Seamus Heaney, the great Irish poet, whose marvellous collection of essays The Redress of Poetry I like to re-read, writes that W H Auden’s elegy for Yeats was “a rallying cry that celebrates poetry for being on the side of life, and continuity of effort, and enlargement of the spirit.” Heaney believes that one function of poetry is to act as a counterweight to hostile and oppressive forces in the world: he calls this “the imagination pressing back against the pressure of reality.” This is what he calls “redress”, whereby “the poetic imagination seems to redress whatever is wrong or exacerbating in the prevailing conditions,” offering “a response to reality which has a liberating and verifying effort upon the individual spirit…tilting the scales of reality towards some transcendent equilibrium…This redressing effect of poetry comes from its being a glimpsed alternative, a revelation of potential that is denied or constantly threatened by circumstances.”
I believe that is finely put. But the overwhelming majority of people ask the question – in our “real” world what is poetry’s relevance? In such tumultuous, oppressive times as these what is the point of poetry? For myself I am convinced about a good poem’s value as “a glimpsed alternative” to so much in the world that is a denial of enlightened humanity. But at the end of the day what I get most out of good poetry is pleasure, pure enjoyment in what Coleridge called “the best words in the best order,” a feeling of intense and lasting satisfaction that I have discovered a perfect expression in words of some fact about the world or feeling or thought which once I have experienced it there seems no other way it could have been written or said, an inevitable achievement of the human imagination to be savoured and remembered.
Here are two poems which give me that intense shock of recognition whenever I make a good discovery in poetry.
The first is a poem by Clive James who is dying of inoperable cancer. He contemplates the beauty of this earth and how he is part of it.
Star System
The stars in their magnificent array
Look down upon the Earth, their cynosure,
Or so it seems. They are too far away,
In fact, to see a thing; hence they look pure
To us, They lack the textures of our globe,
So only we, from cameras carried high,
Enjoy the beauty of the swirling robe
That wraps us up, the interplay of sky
And cloud, as if a Wedgwood plate of blue
And white should melt, and then, its surface stirred
With spoons, a treasure too good to be true,
Be placed, and hover like a hummingbird,
Drawing all eyes, though ours alone, so feast
On splendor as it turns west from the East.
There was a time when some of our young men
Walked plumply on the moon and saw Earth rise,
As stunning as the sun. The years since then
Have aged them. Now and then somebody dies.

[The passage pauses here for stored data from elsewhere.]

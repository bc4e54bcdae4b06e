use thiserror::Error;

/// Errors surfaced by the maze controller and its loaders.
///
/// Missing rooms and entities mean the maze data is inconsistent with what
/// the controller was asked to do; callers treat them as fatal.
#[derive(Debug, Error)]
pub enum GameError {
    #[error("room {0} does not exist in the maze")]
    RoomNotFound(i32),

    #[error("no active entity at ({x}, {y}) in room {room_id}")]
    EntityNotFound { room_id: i32, x: f32, y: f32 },

    #[error("no player is spawned")]
    NoPlayer,

    #[error("invalid maze: {0}")]
    InvalidMaze(String),

    #[error("invalid configuration: {0}")]
    InvalidConfig(String),

    #[error("i/o error: {0}")]
    Io(#[from] std::io::Error),

    #[error("malformed json: {0}")]
    Json(#[from] serde_json::Error),
}
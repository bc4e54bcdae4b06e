use crate::maze::{cell_of, EntityType, ExitPosition};
use rltk::RGB;
use specs::prelude::*;
use specs_derive::Component;

#[derive(Component, Debug, PartialEq, Copy, Clone)]
pub struct Position {
    pub x: f32,
    pub y: f32,
}

impl Position {
    pub fn cell(&self) -> (i32, i32) {
        cell_of(self.x, self.y)
    }
}

#[derive(Component)]
pub struct Renderable {
    pub glyph: rltk::FontCharType,
    pub fg: RGB,
    pub bg: RGB,
    pub render_order: i32,
}

#[derive(Component, Debug)]
pub struct Player {
    pub wealth: i32,
}

/// Present while the player is animating a step; doubles as the moving flag.
#[derive(Component, Debug)]
pub struct Moving {
    pub direction: ExitPosition,
    pub remaining: f32,
}

#[derive(Component, Debug)]
pub struct Threat {
    pub kind: EntityType,
}

#[derive(Component, Debug)]
pub struct Coin {}

#[derive(Component, Debug)]
pub struct Obstacle {}

/// Marks everything the room presenter spawned for the displayed room.
#[derive(Component, Debug)]
pub struct InRoom {
    pub room_id: i32,
}

#[derive(Component, Debug)]
pub struct WantsToCollectCoin {
    pub collected_by: Entity,
    pub coin: Entity,
}

pub fn register_components(ecs: &mut World) {
    ecs.register::<Position>();
    ecs.register::<Renderable>();
    ecs.register::<Player>();
    ecs.register::<Moving>();
    ecs.register::<Threat>();
    ecs.register::<Coin>();
    ecs.register::<Obstacle>();
    ecs.register::<InRoom>();
    ecs.register::<WantsToCollectCoin>();
}
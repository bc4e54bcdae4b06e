use rltk::VirtualKeyCode;

/// Trigger flags sampled once per tick.
#[derive(Debug, Default, Copy, Clone, PartialEq, Eq)]
pub struct InputSnapshot {
    pub north: bool,
    pub east: bool,
    pub south: bool,
    pub west: bool,
    pub drop: bool,
    pub escape: bool,
}

impl InputSnapshot {
    pub fn from_key(key: Option<VirtualKeyCode>) -> InputSnapshot {
        let mut input = InputSnapshot::default();
        match key {
            None => {}
            Some(key) => match key {
                VirtualKeyCode::Up
                | VirtualKeyCode::W
                | VirtualKeyCode::K
                | VirtualKeyCode::Numpad8 => input.north = true,
                VirtualKeyCode::Right
                | VirtualKeyCode::D
                | VirtualKeyCode::L
                | VirtualKeyCode::Numpad6 => input.east = true,
                VirtualKeyCode::Down
                | VirtualKeyCode::S
                | VirtualKeyCode::J
                | VirtualKeyCode::Numpad2 => input.south = true,
                VirtualKeyCode::Left
                | VirtualKeyCode::A
                | VirtualKeyCode::H
                | VirtualKeyCode::Numpad4 => input.west = true,
                VirtualKeyCode::Space | VirtualKeyCode::G => input.drop = true,
                VirtualKeyCode::Escape | VirtualKeyCode::Q => input.escape = true,
                _ => {}
            },
        }
        input
    }
}

/// The switch that decides whether input is read at all.
#[derive(Debug, Default)]
pub struct PlayerInput {
    enabled: bool,
}

impl PlayerInput {
    pub fn enable(&mut self) {
        self.enabled = true;
    }

    pub fn disable(&mut self) {
        self.enabled = false;
    }

    pub fn is_enabled(&self) -> bool {
        self.enabled
    }
}
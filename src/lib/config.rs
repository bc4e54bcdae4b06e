use crate::GameError;
use serde::{Deserialize, Serialize};
use std::path::{Path, PathBuf};

/// Construction-time settings for a play session.
#[derive(Debug, Clone, PartialEq, Serialize, Deserialize)]
#[serde(default)]
pub struct GameConfig {
    pub room_count: usize,
    pub seed: Option<u64>,
    pub starting_wealth: i32,
    pub coins_per_room: usize,
    pub threats_per_room: usize,
    pub rocks_per_room: usize,
    /// Seconds a single step animation takes.
    pub move_duration: f32,
    /// Seconds the end message stays up before the session resets.
    pub end_game_delay: f32,
    /// Load the maze from this JSON file instead of generating one.
    pub maze_file: Option<PathBuf>,
}

impl Default for GameConfig {
    fn default() -> Self {
        GameConfig {
            room_count: 8,
            seed: None,
            starting_wealth: 0,
            coins_per_room: 3,
            threats_per_room: 2,
            rocks_per_room: 3,
            move_duration: 0.15,
            end_game_delay: 3.0,
            maze_file: None,
        }
    }
}

impl GameConfig {
    pub fn from_json(text: &str) -> Result<GameConfig, GameError> {
        let config: GameConfig = serde_json::from_str(text)?;
        config.validate()?;
        Ok(config)
    }

    /// Reads the config at `path`, or the defaults when there is no such file.
    pub fn load_or_default<P: AsRef<Path>>(path: P) -> Result<GameConfig, GameError> {
        let path = path.as_ref();
        if !path.exists() {
            tracing::info!(path = %path.display(), "no config file, using defaults");
            return Ok(GameConfig::default());
        }
        let text = std::fs::read_to_string(path)?;
        GameConfig::from_json(&text)
    }

    pub fn validate(&self) -> Result<(), GameError> {
        if self.maze_file.is_none() && self.room_count < 2 {
            return Err(GameError::InvalidConfig(format!(
                "room_count must be at least 2, got {}",
                self.room_count
            )));
        }
        if self.move_duration.is_nan() || self.move_duration < 0.0 {
            return Err(GameError::InvalidConfig(
                "move_duration must not be negative".to_string(),
            ));
        }
        if self.end_game_delay.is_nan() || self.end_game_delay < 0.0 {
            return Err(GameError::InvalidConfig(
                "end_game_delay must not be negative".to_string(),
            ));
        }
        Ok(())
    }
}
/// Inclusive rectangle of grid cells. `y` grows to the north, so `top` is the
/// largest row.
#[derive(Debug, PartialEq, Eq, Copy, Clone)]
pub struct Rect {
    pub top: i32,
    pub lft: i32,
    pub bot: i32,
    pub rht: i32,
}

impl Rect {
    pub fn new(lft: i32, bot: i32, wid: i32, hgt: i32) -> Rect {
        Rect {
            top: bot + hgt,
            lft,
            bot,
            rht: lft + wid,
        }
    }

    pub fn contains(&self, cell: (i32, i32)) -> bool {
        self.lft <= cell.0 && cell.0 <= self.rht && self.bot <= cell.1 && cell.1 <= self.top
    }

    pub fn height(&self) -> i32 {
        self.top - self.bot + 1
    }

    pub fn center(&self) -> (i32, i32) {
        ((self.lft + self.rht) / 2, (self.top + self.bot) / 2)
    }
}
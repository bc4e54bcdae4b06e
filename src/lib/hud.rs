/// The three text surfaces shown over the play area. Each one is
/// overwritten whenever the value behind it changes.
#[derive(Debug, Default, Clone, PartialEq)]
pub struct Hud {
    pub wealth_text: String,
    pub room_text: String,
    pub win_text: String,
}

impl Hud {
    pub fn update_wealth(&mut self, wealth: i32) {
        self.wealth_text = format!("Wealth: {}", wealth);
    }

    /// Room ids are 0-based; players see them 1-based.
    pub fn update_room(&mut self, room_id: i32) {
        self.room_text = format!("Room: {}", room_id + 1);
    }

    pub fn clear(&mut self) {
        *self = Hud::default();
    }
}
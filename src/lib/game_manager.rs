use crate::coin_system::CoinCollectionSystem;
use crate::maze::{Room, START_POSITION};
use crate::maze_generator::MazeGenerator;
use crate::player::{interpret_player_action, try_move_player, MoveOutcome};
use crate::room_manager::{renderable, RoomManager};
use crate::threat_system::ThreatTurnSystem;
use crate::*;
use rltk::RGB;
use specs::prelude::*;
use tracing::{debug, info, warn};

#[derive(Debug, Clone, Copy)]
struct EndGameTimer {
    remaining: f32,
}

/// Owns one play session: the turn state, the rooms, the player and the
/// threats of the displayed room. The host drives it through
/// [`init`](GameManager::init), [`tick`](GameManager::tick) and
/// [`shutdown`](GameManager::shutdown).
pub struct GameManager {
    pub ecs: World,
    pub hud: Hud,
    config: GameConfig,
    preset: Option<Maze>,
    state: GameState,
    input: PlayerInput,
    rooms: Vec<Room>,
    exit_room_id: i32,
    current_room_id: i32,
    player: Option<Entity>,
    enemies: Vec<Entity>,
    room_manager: RoomManager,
    end_game: Option<EndGameTimer>,
}

impl GameManager {
    pub fn new(config: GameConfig) -> Result<GameManager, GameError> {
        config.validate()?;
        let mut ecs = World::new();
        register_components(&mut ecs);
        Ok(GameManager {
            ecs,
            hud: Hud::default(),
            config,
            preset: None,
            state: GameState::None,
            input: PlayerInput::default(),
            rooms: Vec::new(),
            exit_room_id: 0,
            current_room_id: 0,
            player: None,
            enemies: Vec::new(),
            room_manager: RoomManager::default(),
            end_game: None,
        })
    }

    /// A session that always plays `maze` instead of loading one.
    pub fn with_maze(config: GameConfig, maze: Maze) -> Result<GameManager, GameError> {
        maze.validate()?;
        let mut manager = GameManager::new(config)?;
        manager.preset = Some(maze);
        Ok(manager)
    }

    pub fn init(&mut self) -> Result<(), GameError> {
        let maze = match &self.preset {
            Some(maze) => maze.clone(),
            None => MazeGenerator::new(&self.config).load_maze()?,
        };
        self.exit_room_id = maze.exit_room_id;
        self.rooms = maze.rooms;
        self.enemies.clear();
        self.end_game = None;

        let (x, y) = START_POSITION;
        self.spawn_player(x, y, self.config.starting_wealth);
        self.load_room(0)?;
        self.hud.update_wealth(self.config.starting_wealth);
        self.input.enable();
        info!(
            rooms = self.rooms.len(),
            exit_room_id = self.exit_room_id,
            "game started"
        );
        Ok(())
    }

    pub fn tick(&mut self, delta: f32, input: &InputSnapshot) -> Result<(), GameError> {
        if self.advance_end_game(delta)? {
            return Ok(());
        }
        self.advance_player_move(delta)?;

        match self.state {
            GameState::None => {}
            GameState::PlayerTurn => {
                if self.input.is_enabled() && !self.is_player_moving() {
                    let action = interpret_player_action(input, &mut self.state);
                    self.dispatch(action)?;
                }
            }
            GameState::EnemyTurn => {
                if self.check_for_enemies()? {
                    self.enemy_turn();
                }
                if self.end_game.is_none() {
                    self.input.enable();
                    self.state = GameState::PlayerTurn;
                }
            }
            GameState::TurnInProgress => {}
        }
        Ok(())
    }

    pub fn shutdown(&mut self) {
        self.room_manager.clear_room(&mut self.ecs);
        self.destroy_player();
        self.enemies.clear();
        self.end_game = None;
        self.state = GameState::None;
        self.input.disable();
        info!("game shut down");
    }

    pub fn load_room(&mut self, room_id: i32) -> Result<(), GameError> {
        let room = find_room(&self.rooms, room_id)?;
        self.current_room_id = room_id;
        self.enemies = self.room_manager.interpret_room(room, &mut self.ecs);
        self.hud.update_room(room_id);
        self.state = GameState::PlayerTurn;
        info!(room_id, threats = self.enemies.len(), "room loaded");
        Ok(())
    }

    /// Moves the player into `room_id`, arriving through `exit_position` of
    /// the new room. Entering the maze's exit room wins the game.
    pub fn enter_room(
        &mut self,
        exit_position: ExitPosition,
        room_id: i32,
    ) -> Result<(), GameError> {
        self.state = GameState::None;
        self.input.disable();
        self.enemies.clear();

        let wealth = self.wealth().ok_or(GameError::NoPlayer)?;
        self.destroy_player();

        if room_id == self.exit_room_id {
            info!(wealth, "exit found");
            self.hud.win_text = format!("You found the exit and acquired {} Wealth!", wealth);
            self.start_end_game();
            return Ok(());
        }

        self.load_room(room_id)?;
        let (x, y) = exit_position.spawn_point();
        self.spawn_player(x, y, wealth);
        self.hud.update_wealth(wealth);
        self.input.enable();
        info!(room_id, side = ?exit_position, "entered room");
        Ok(())
    }

    /// Drops a coin at `(x, y)`. Wealth is allowed to go negative.
    pub fn drop_coin(&mut self, x: f32, y: f32) -> Result<(), GameError> {
        let player = self.player.ok_or(GameError::NoPlayer)?;
        let wealth = {
            let mut players = self.ecs.write_storage::<Player>();
            let stats = players.get_mut(player).ok_or(GameError::NoPlayer)?;
            stats.wealth -= 1;
            stats.wealth
        };
        self.hud.update_wealth(wealth);

        let room = find_room_mut(&mut self.rooms, self.current_room_id)?;
        self.room_manager.add_coin(room, x, y, &mut self.ecs);

        self.state = GameState::EnemyTurn;
        debug!(x, y, wealth, "coin dropped");
        Ok(())
    }

    /// Soft-removes the active `kind` entity occupying the cell of `(x, y)`
    /// in the current room.
    pub fn update_room_entity(
        &mut self,
        kind: EntityType,
        x: f32,
        y: f32,
    ) -> Result<(), GameError> {
        let room_id = self.current_room_id;
        let room = find_room_mut(&mut self.rooms, room_id)?;
        match room.active_entity_at_mut(kind, x, y) {
            Some(entity) => {
                entity.active = false;
                Ok(())
            }
            None => Err(GameError::EntityNotFound { room_id, x, y }),
        }
    }

    pub fn state(&self) -> GameState {
        self.state
    }

    pub fn current_room_id(&self) -> i32 {
        self.current_room_id
    }

    pub fn exit_room_id(&self) -> i32 {
        self.exit_room_id
    }

    pub fn rooms(&self) -> &[Room] {
        &self.rooms
    }

    pub fn enemies(&self) -> &[Entity] {
        &self.enemies
    }

    pub fn player(&self) -> Option<Entity> {
        self.player
    }

    pub fn is_input_enabled(&self) -> bool {
        self.input.is_enabled()
    }

    pub fn is_game_over(&self) -> bool {
        self.end_game.is_some()
    }

    pub fn player_position(&self) -> Option<(f32, f32)> {
        let player = self.player?;
        let positions = self.ecs.read_storage::<Position>();
        positions.get(player).map(|pos| (pos.x, pos.y))
    }

    pub fn wealth(&self) -> Option<i32> {
        let player = self.player?;
        let players = self.ecs.read_storage::<Player>();
        players.get(player).map(|p| p.wealth)
    }

    pub fn is_player_moving(&self) -> bool {
        match self.player {
            Some(player) => self.ecs.read_storage::<Moving>().get(player).is_some(),
            None => false,
        }
    }

    fn dispatch(&mut self, action: PlayerAction) -> Result<(), GameError> {
        if action == PlayerAction::None {
            return Ok(());
        }
        debug!(?action, "player action");
        self.input.disable();

        match action {
            PlayerAction::None => Ok(()),
            PlayerAction::DropCoin => {
                let (x, y) = self.player_position().ok_or(GameError::NoPlayer)?;
                self.drop_coin(x, y)
            }
            PlayerAction::Escape => {
                self.destroy_player();
                self.hud.win_text = "You escaped".to_string();
                self.start_end_game();
                Ok(())
            }
            _ => {
                let player = self.player.ok_or(GameError::NoPlayer)?;
                if let Some(direction) = action.direction() {
                    self.ecs
                        .write_storage::<Moving>()
                        .insert(
                            player,
                            Moving {
                                direction,
                                remaining: self.config.move_duration,
                            },
                        )
                        .expect("Unable to insert movement");
                }
                Ok(())
            }
        }
    }

    fn advance_player_move(&mut self, delta: f32) -> Result<(), GameError> {
        let player = match self.player {
            Some(player) => player,
            None => return Ok(()),
        };
        let finished = {
            let mut moving = self.ecs.write_storage::<Moving>();
            match moving.get_mut(player) {
                None => return Ok(()),
                Some(step) => {
                    step.remaining -= delta;
                    if step.remaining > 0.0 {
                        None
                    } else {
                        Some(step.direction)
                    }
                }
            }
        };

        if let Some(direction) = finished {
            self.ecs.write_storage::<Moving>().remove(player);
            self.complete_player_move(player, direction)?;
        }
        Ok(())
    }

    fn complete_player_move(
        &mut self,
        player: Entity,
        direction: ExitPosition,
    ) -> Result<(), GameError> {
        let room = find_room(&self.rooms, self.current_room_id)?;
        match try_move_player(&mut self.ecs, player, direction, room) {
            MoveOutcome::LeftRoom(exit) => self.enter_room(exit.position.opposite(), exit.room_id),
            MoveOutcome::Bumped => {
                warn!(?direction, "player bumped into something");
                self.state = GameState::EnemyTurn;
                Ok(())
            }
            MoveOutcome::Stepped { coin } => {
                if coin.is_some() {
                    self.collect_coins()?;
                }
                self.state = GameState::EnemyTurn;
                Ok(())
            }
        }
    }

    fn collect_coins(&mut self) -> Result<(), GameError> {
        let mut collect = CoinCollectionSystem::default();
        collect.run_now(&self.ecs);
        self.ecs.maintain();

        for (x, y) in collect.collected {
            self.update_room_entity(EntityType::Coin, x, y)?;
        }
        if let Some(wealth) = self.wealth() {
            self.hud.update_wealth(wealth);
        }
        Ok(())
    }

    fn check_for_enemies(&self) -> Result<bool, GameError> {
        Ok(find_room(&self.rooms, self.current_room_id)?.has_active_threats())
    }

    fn enemy_turn(&mut self) {
        let player = match self.player {
            Some(player) => player,
            None => return,
        };
        let mut threats = ThreatTurnSystem::new(self.enemies.clone(), player);
        threats.run_now(&self.ecs);
        self.ecs.maintain();
        debug!(threats = self.enemies.len(), "enemy turn");

        if let Some(kind) = threats.caught_by {
            info!(kind = kind.name(), "player caught");
            self.destroy_player();
            self.hud.win_text = format!("You were caught by a {}!", kind.name());
            self.start_end_game();
        }
    }

    fn start_end_game(&mut self) {
        self.state = GameState::None;
        self.input.disable();
        self.end_game = Some(EndGameTimer {
            remaining: self.config.end_game_delay,
        });
    }

    /// Counts down the end message. Returns true once the session was reset.
    fn advance_end_game(&mut self, delta: f32) -> Result<bool, GameError> {
        let timer = match self.end_game.as_mut() {
            Some(timer) => timer,
            None => return Ok(false),
        };
        timer.remaining -= delta;
        if timer.remaining > 0.0 {
            return Ok(false);
        }

        self.end_game = None;
        self.hud.win_text.clear();
        self.room_manager.clear_room(&mut self.ecs);
        self.reset_scene()?;
        Ok(true)
    }

    fn reset_scene(&mut self) -> Result<(), GameError> {
        info!("resetting to the initial scene");
        self.destroy_player();
        self.ecs = World::new();
        register_components(&mut self.ecs);
        self.room_manager = RoomManager::default();
        self.hud.clear();
        self.init()
    }

    fn spawn_player(&mut self, x: f32, y: f32, wealth: i32) {
        let player = self
            .ecs
            .create_entity()
            .with(Position { x, y })
            .with(Player { wealth })
            .with(renderable('@', RGB::named(rltk::YELLOW), 0))
            .build();
        self.player = Some(player);
    }

    fn destroy_player(&mut self) {
        if let Some(player) = self.player.take() {
            self.ecs.delete_entity(player).expect("Delete failed");
            self.ecs.maintain();
        }
    }
}
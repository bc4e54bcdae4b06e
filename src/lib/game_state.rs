use crate::maze::{ExitPosition, ROOM_BOUNDS};
use crate::*;

use rltk::{Rltk, RGB};
use specs::prelude::*;

const ORIGIN_X: i32 = 30;
const ORIGIN_Y: i32 = 8;

/// Host adapter: feeds `rltk` frames into the [`GameManager`] and draws the
/// result.
pub struct State {
    pub manager: GameManager,
}

impl State {
    fn screen(cell: (i32, i32)) -> (i32, i32) {
        (
            ORIGIN_X + cell.0 - (ROOM_BOUNDS.lft - 1),
            ORIGIN_Y + (ROOM_BOUNDS.top + 1) - cell.1,
        )
    }

    fn draw_room(&self, ctx: &mut Rltk) {
        let room = self
            .manager
            .rooms()
            .iter()
            .find(|r| r.room_id == self.manager.current_room_id());
        let wall = RGB::named(rltk::SLATE_GRAY);
        let floor = RGB::named(rltk::DARK_GRAY);
        let black = RGB::named(rltk::BLACK);

        for cx in ROOM_BOUNDS.lft - 1..=ROOM_BOUNDS.rht + 1 {
            for cy in ROOM_BOUNDS.bot - 1..=ROOM_BOUNDS.top + 1 {
                let (x, y) = State::screen((cx, cy));
                if ROOM_BOUNDS.contains((cx, cy)) {
                    ctx.set(x, y, floor, black, rltk::to_cp437('.'));
                } else {
                    ctx.set(x, y, wall, black, rltk::to_cp437('#'));
                }
            }
        }

        if let Some(room) = room {
            for side in ExitPosition::ALL.iter() {
                if let Some(exit) = room.exit_at(*side) {
                    let (door_x, door_y) = side.door_cell();
                    let (dx, dy) = side.delta();
                    let (x, y) = State::screen((door_x + dx, door_y + dy));
                    // The door into the exit room stands out.
                    let (fg, glyph) = if exit.room_id == self.manager.exit_room_id() {
                        (RGB::named(rltk::GOLD), '>')
                    } else {
                        (RGB::named(rltk::CYAN), '+')
                    };
                    ctx.set(x, y, fg, black, rltk::to_cp437(glyph));
                }
            }
        }
    }

    fn draw_entities(&self, ctx: &mut Rltk) {
        let positions = self.manager.ecs.read_storage::<Position>();
        let renderables = self.manager.ecs.read_storage::<Renderable>();

        let mut data = (&positions, &renderables).join().collect::<Vec<_>>();
        data.sort_by(|&a, &b| b.1.render_order.cmp(&a.1.render_order));
        for (pos, render) in data.iter() {
            let (x, y) = State::screen(pos.cell());
            ctx.set(x, y, render.fg, render.bg, render.glyph);
        }
    }

    fn draw_hud(&self, ctx: &mut Rltk) {
        let hud = &self.manager.hud;
        let black = RGB::named(rltk::BLACK);
        ctx.print_color(2, 1, RGB::named(rltk::GOLD), black, &hud.wealth_text);
        ctx.print_color(2, 2, RGB::named(rltk::WHITE), black, &hud.room_text);
        if !hud.win_text.is_empty() {
            let y = ORIGIN_Y + ROOM_BOUNDS.height() + 4;
            ctx.print_color(2, y, RGB::named(rltk::YELLOW), black, &hud.win_text);
        }
        ctx.print(2, 48, "arrows/WASD/hjkl: move   space/g: drop coin   esc/q: escape");
    }
}

impl rltk::GameState for State {
    fn tick(&mut self, ctx: &mut Rltk) {
        ctx.cls();

        let input = InputSnapshot::from_key(ctx.key);
        let delta = ctx.frame_time_ms / 1000.0;
        if let Err(err) = self.manager.tick(delta, &input) {
            tracing::error!(%err, "tick failed, stopping the session");
            self.manager.shutdown();
            self.manager.hud.win_text = format!("Fatal: {}", err);
        }

        self.draw_room(ctx);
        self.draw_entities(ctx);
        self.draw_hud(ctx);
    }
}
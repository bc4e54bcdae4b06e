pub mod coin_system;
pub mod components;
pub mod config;
pub mod error;
pub mod game_manager;
pub mod game_state;
pub mod hud;
pub mod input;
pub mod maze;
pub mod maze_generator;
pub mod player;
pub mod rect;
pub mod room_manager;
pub mod threat_system;

pub use components::*;
pub use config::GameConfig;
pub use error::GameError;
pub use game_manager::GameManager;
pub use hud::Hud;
pub use input::{InputSnapshot, PlayerInput};
pub use maze::{EntityType, Exit, ExitPosition, Maze, Room, RoomEntity};
pub use player::PlayerAction;

/// Whose turn it is. Owned by the [`GameManager`].
#[derive(Debug, PartialEq, Eq, Copy, Clone)]
pub enum GameState {
    None,
    PlayerTurn,
    EnemyTurn,
    TurnInProgress,
}
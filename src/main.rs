use crawler::game_state::State;
use crawler::{GameConfig, GameManager};

const DEFAULT_CONFIG: &str = "maze_game.json";

fn main() -> rltk::BError {
    use rltk::RltkBuilder;

    tracing_subscriber::fmt()
        .with_env_filter(
            tracing_subscriber::EnvFilter::from_default_env()
                .add_directive(tracing::Level::INFO.into()),
        )
        .with_writer(std::io::stderr)
        .init();

    let path = std::env::args()
        .nth(1)
        .unwrap_or_else(|| DEFAULT_CONFIG.to_string());
    let config = GameConfig::load_or_default(&path)?;

    let mut manager = GameManager::new(config)?;
    manager.init()?;

    let context = RltkBuilder::simple80x50()
        .with_title("Maze Crawler")
        .build()?;
    let gs = State { manager };

    rltk::main_loop(context, gs)
}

It’s like a clock, for those of us who saw
The Saturn rockets going up as if
Mankind had energy to burn. The law
Is different for one man. Time is a cliff
You come to in the dark. Though you might fall
As easily as on a feather bed,
It is a sad farewell. You loved it all.
You dream that you might keep it in your head.
But memories, where can you take them to?
Take one last look at them. They end with you.
And still the Earth revolves, and still the blaze
Of stars maintains a show of vigilance.
It should, for long ago, in olden days,
We came from there. By luck, by fate, by chance,
All of the elements that form the world
Were sent by cataclysms deep in space,
And from their combination life unfurled
And stood up straight, and wore a human face.
I still can’t pass a mirror. Like a boy,
I check my looks, and now I see the shell
Of what I was. So why, then, this strange joy?
Perhaps an old man dying would do well
To smile as he rejoins the cosmic dust
Life comes from, for resign himself he must.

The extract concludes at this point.